Jack pulled his arm free from Mac startling the younger man awake. Jack covered his mouth and whispered in the kid's ear.

"Somebody's coming." Mac nodded. Jack let go and pulled out his Baretta. He was painfully aware he only had 15 rounds. He duck walked to the edge of the boulder and peeped around the stone. Jack frowned. Through the trees, he could see two flickering lights small in the distance. The crashing footsteps were much closer.

"I think those are lanterns," Mac whispered at his elbow. Jack jumped and bit his mouth from squawking in surprise. He turned to glare at Mac, but it was too dark. If it weren't for Mac's hand on his shoulder, Jack wouldn't know Mac was there. They heard a scream.

"Son of a…"

"We have to help him," Mac whispered as he moved to go around the stone. Jack gritted his teeth grabbed Mac by the waist and pulled him back. Mac landed on his back with a whoof. Jack put a hand on his chest and leaned over him holding him down.
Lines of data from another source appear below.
//! Microsoft Graph: organization, users, groups and service principals.

use serde::{Deserialize, Serialize};
use tracing::instrument;

use cloudgraph_shared::Result;

use crate::{Api, AzureClient};

#[derive(Debug, Clone, Default, PartialEq, Serialize, Deserialize)]
#[serde(default, rename_all = "camelCase")]
pub struct VerifiedDomain {
    #[serde(skip_serializing_if = "Option::is_none")]
    pub name: Option<String>,
    #[serde(skip_serializing_if = "Option::is_none")]
    pub is_default: Option<bool>,
    #[serde(skip_serializing_if = "Option::is_none")]
    pub is_initial: Option<bool>,
    #[serde(skip_serializing_if = "Option::is_none")]
    pub capabilities: Option<String>,
}

#[derive(Debug, Clone, Default, PartialEq, Serialize, Deserialize)]
#[serde(default, rename_all = "camelCase")]
pub struct Organization {
    #[serde(skip_serializing_if = "Option::is_none")]
    pub id: Option<String>,
    #[serde(skip_serializing_if = "Option::is_none")]
    pub display_name: Option<String>,
    pub verified_domains: Vec<VerifiedDomain>,
}

/// `identitySecurityDefaultsEnforcementPolicy`
#[derive(Debug, Clone, Default, PartialEq, Serialize, Deserialize)]
#[serde(default, rename_all = "camelCase")]
pub struct SecurityDefaultsPolicy {
    #[serde(skip_serializing_if = "Option::is_none")]
    pub id: Option<String>,
    #[serde(skip_serializing_if = "Option::is_none")]
    pub display_name: Option<String>,
    #[serde(skip_serializing_if = "Option::is_none")]
    pub description: Option<String>,
    #[serde(skip_serializing_if = "Option::is_none")]
    pub is_enabled: Option<bool>,
}

#[derive(Debug, Clone, Default, PartialEq, Serialize, Deserialize)]
#[serde(default, rename_all = "camelCase")]
pub struct User {
    #[serde(skip_serializing_if = "Option::is_none")]
    pub id: Option<String>,
    #[serde(skip_serializing_if = "Option::is_none")]
    pub display_name: Option<String>,
    #[serde(skip_serializing_if = "Option::is_none")]
    pub given_name: Option<String>,
    #[serde(skip_serializing_if = "Option::is_none")]
    pub surname: Option<String>,
    #[serde(skip_serializing_if = "Option::is_none")]
    pub mail: Option<String>,
    #[serde(skip_serializing_if = "Option::is_none")]
    pub user_principal_name: Option<String>,
    #[serde(skip_serializing_if = "Option::is_none")]
    pub account_enabled: Option<bool>,
    #[serde(skip_serializing_if = "Option::is_none")]
    pub job_title: Option<String>,
    #[serde(skip_serializing_if = "Option::is_none")]
    pub office_location: Option<String>,
    #[serde(skip_serializing_if = "Option::is_none")]
    pub mobile_phone: Option<String>,
    #[serde(skip_serializing_if = "Option::is_none")]
    pub preferred_language: Option<String>,
}

#[derive(Debug, Clone, Default, PartialEq, Serialize, Deserialize)]
#[serde(default, rename_all = "camelCase")]
pub struct Group {
    #[serde(skip_serializing_if = "Option::is_none")]
    pub id: Option<String>,
    #[serde(skip_serializing_if = "Option::is_none")]
    pub display_name: Option<String>,
    #[serde(skip_serializing_if = "Option::is_none")]
    pub description: Option<String>,
    #[serde(skip_serializing_if = "Option::is_none")]
    pub mail: Option<String>,
    #[serde(skip_serializing_if = "Option::is_none")]
    pub mail_enabled: Option<bool>,
    #[serde(skip_serializing_if = "Option::is_none")]
    pub security_enabled: Option<bool>,
    #[serde(skip_serializing_if = "Option::is_none")]
    pub created_date_time: Option<String>,
    #[serde(skip_serializing_if = "Option::is_none")]
    pub deleted_date_time: Option<String>,
    #[serde(skip_serializing_if = "Option::is_none")]
    pub renewed_date_time: Option<String>,
}

#[derive(Debug, Clone, Default, PartialEq, Serialize, Deserialize)]
#[serde(default, rename_all = "camelCase")]
pub struct ServicePrincipal {
    #[serde(skip_serializing_if = "Option::is_none")]
    pub id: Option<String>,
    #[serde(skip_serializing_if = "Option::is_none")]
    pub display_name: Option<String>,
    #[serde(skip_serializing_if = "Option::is_none")]
    pub app_display_name: Option<String>,
    #[serde(skip_serializing_if = "Option::is_none")]
    pub app_id: Option<String>,
    #[serde(skip_serializing_if = "Option::is_none")]
    pub service_principal_type: Option<String>,
    #[serde(skip_serializing_if = "Option::is_none")]
    pub account_enabled: Option<bool>,
    pub service_principal_names: Vec<String>,
    /// Graph tags are bare strings, not key/value pairs.
    pub tags: Vec<String>,
}

/// Per-user MFA registration status (beta reports API).
#[derive(Debug, Clone, Default, PartialEq, Serialize, Deserialize)]
#[serde(default, rename_all = "camelCase")]
pub struct CredentialUserRegistrationDetails {
    #[serde(skip_serializing_if = "Option::is_none")]
    pub id: Option<String>,
    #[serde(skip_serializing_if = "Option::is_none")]
    pub user_principal_name: Option<String>,
    #[serde(skip_serializing_if = "Option::is_none")]
    pub user_display_name: Option<String>,
    pub auth_methods: Vec<String>,
    #[serde(skip_serializing_if = "Option::is_none")]
    pub is_registered: Option<bool>,
    #[serde(skip_serializing_if = "Option::is_none")]
    pub is_enabled: Option<bool>,
    #[serde(skip_serializing_if = "Option::is_none")]
    pub is_capable: Option<bool>,
    #[serde(skip_serializing_if = "Option::is_none")]
    pub is_mfa_registered: Option<bool>,
}

impl AzureClient {
    /// The tenant's organization record, if Graph returns one.
    #[instrument(skip_all)]
    pub async fn fetch_organization(&self) -> Result<Option<Organization>> {
        let mut first = None;
        self.iterate_pages(Api::Graph, self.graph_url("/v1.0/organization"), |org| {
            if first.is_none() {
                first = Some(org);
            }
            Ok(())
        })
        .await?;
        Ok(first)
    }

    #[instrument(skip_all)]
    pub async fn fetch_security_defaults_policy(&self) -> Result<SecurityDefaultsPolicy> {
        self.get_json(
            Api::Graph,
            &self.graph_url("/v1.0/policies/identitySecurityDefaultsEnforcementPolicy"),
        )
        .await
    }

    #[instrument(skip_all)]
    pub async fn iterate_users<F>(&self, each: F) -> Result<usize>
    where
        F: FnMut(User) -> Result<()>,
    {
        self.iterate_pages(Api::Graph, self.graph_url("/v1.0/users"), each)
            .await
    }

    #[instrument(skip_all)]
    pub async fn iterate_groups<F>(&self, each: F) -> Result<usize>
    where
        F: FnMut(Group) -> Result<()>,
    {
        self.iterate_pages(Api::Graph, self.graph_url("/v1.0/groups"), each)
            .await
    }

    #[instrument(skip_all)]
    pub async fn iterate_service_principals<F>(&self, each: F) -> Result<usize>
    where
        F: FnMut(ServicePrincipal) -> Result<()>,
    {
        self.iterate_pages(Api::Graph, self.graph_url("/v1.0/servicePrincipals"), each)
            .await
    }

    #[instrument(skip_all)]
    pub async fn iterate_credential_user_registration_details<F>(&self, each: F) -> Result<usize>
    where
        F: FnMut(CredentialUserRegistrationDetails) -> Result<()>,
    {
        self.iterate_pages(
            Api::Graph,
            self.graph_url("/beta/reports/credentialUserRegistrationDetails"),
            each,
        )
        .await
    }
}

#[cfg(test)]
mod tests {
    use crate::test_support::client_for;
    use wiremock::matchers::{method, path};
    use wiremock::{Mock, MockServer, ResponseTemplate};

    #[tokio::test]
    async fn fetches_organization_with_domains() {
        let server = MockServer::start().await;
        let client = client_for(&server).await;

        Mock::given(method("GET"))
            .and(path("/v1.0/organization"))
            .respond_with(ResponseTemplate::new(200).set_body_json(serde_json::json!({
                "@odata.context": "https://graph.microsoft.com/v1.0/$metadata#organization",
                "value": [{
                    "id": "tenant",
                    "displayName": "Contoso",
                    "verifiedDomains": [
                        { "name": "contoso.onmicrosoft.com", "isDefault": false, "isInitial": true },
                        { "name": "contoso.com", "isDefault": true }
                    ]
                }]
            })))
            .mount(&server)
            .await;

        let org = client.fetch_organization().await.unwrap().unwrap();
        assert_eq!(org.display_name.as_deref(), Some("Contoso"));
        assert_eq!(org.verified_domains.len(), 2);
        assert_eq!(org.verified_domains[1].is_default, Some(true));
    }

    #[tokio::test]
    async fn iterates_service_principals_with_string_tags() {
        let server = MockServer::start().await;
        let client = client_for(&server).await;

        Mock::given(method("GET"))
            .and(path("/v1.0/servicePrincipals"))
            .respond_with(ResponseTemplate::new(200).set_body_json(serde_json::json!({
                "value": [{
                    "id": "sp-1",
                    "displayName": "deploy-bot",
                    "appId": "app-1",
                    "servicePrincipalNames": ["app-1", "https://deploy"],
                    "tags": ["WindowsAzureActiveDirectoryIntegratedApp"]
                }]
            })))
            .mount(&server)
            .await;

        let mut seen = Vec::new();
        client
            .iterate_service_principals(|sp| {
                seen.push(sp);
                Ok(())
            })
            .await
            .unwrap();

        assert_eq!(seen.len(), 1);
        assert_eq!(seen[0].tags, vec!["WindowsAzureActiveDirectoryIntegratedApp"]);
        assert_eq!(seen[0].service_principal_names.len(), 2);
    }

    #[tokio::test]
    async fn user_raw_payload_omits_absent_fields() {
        let user: super::User = serde_json::from_value(serde_json::json!({
            "id": "u-1",
            "displayName": "Ada Lovelace"
        }))
        .unwrap();

        let raw = serde_json::to_value(&user).unwrap();
        assert_eq!(
            raw,
            serde_json::json!({ "id": "u-1", "displayName": "Ada Lovelace" })
        );
    }
}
"Jack, dammit…" Mac hissed as he tried to push his partner off of him.

"Mac, calm down," Jack whispered. Mac stilled.

"We have to help him," Mac growled. Jack gritted his teeth.

"We can't." He said. He could feel waves of rage roll off Mac. Jack waited then Mac nodded. Jack rolled off him. Jack kept a hand on Mac's arm making sure the kid didn't slip away from him. Jack hated it, but there were too many variables how many guns? How many pursuers? Above all, the terrain was unknown, and they couldn't see an inch in front of their faces. Jack could feel the muscles in Mac's arm bunch, and his body almost vibrated with the need to do something. Jack moved closer knowing it would not take much to send his partner barrelling off into the blackness around them.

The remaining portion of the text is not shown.